* [TASK BRIEF] Determine how many lines of the entries include the word "filename", and report that number with no further text.

* [INFORMATION GIVEN]
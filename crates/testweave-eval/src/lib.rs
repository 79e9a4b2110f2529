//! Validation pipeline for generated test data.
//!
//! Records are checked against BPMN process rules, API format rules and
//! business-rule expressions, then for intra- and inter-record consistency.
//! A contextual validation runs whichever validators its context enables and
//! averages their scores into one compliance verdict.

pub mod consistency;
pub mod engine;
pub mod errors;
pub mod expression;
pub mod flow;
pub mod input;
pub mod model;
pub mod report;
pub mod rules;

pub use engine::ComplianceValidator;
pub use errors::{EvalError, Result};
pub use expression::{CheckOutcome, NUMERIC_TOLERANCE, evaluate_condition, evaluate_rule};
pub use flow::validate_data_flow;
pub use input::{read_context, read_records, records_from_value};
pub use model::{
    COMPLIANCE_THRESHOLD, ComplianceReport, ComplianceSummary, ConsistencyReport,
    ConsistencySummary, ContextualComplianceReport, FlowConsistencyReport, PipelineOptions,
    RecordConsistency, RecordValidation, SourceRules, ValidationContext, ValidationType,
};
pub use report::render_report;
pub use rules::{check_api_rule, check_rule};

--

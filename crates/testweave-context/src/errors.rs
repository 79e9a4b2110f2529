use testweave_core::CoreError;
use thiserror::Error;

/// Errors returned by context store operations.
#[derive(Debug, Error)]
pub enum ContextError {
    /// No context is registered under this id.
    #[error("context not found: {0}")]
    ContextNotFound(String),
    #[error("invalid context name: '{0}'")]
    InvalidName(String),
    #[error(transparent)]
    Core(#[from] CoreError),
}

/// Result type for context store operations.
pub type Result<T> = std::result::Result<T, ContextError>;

* [THE COMPLETED TASK] 2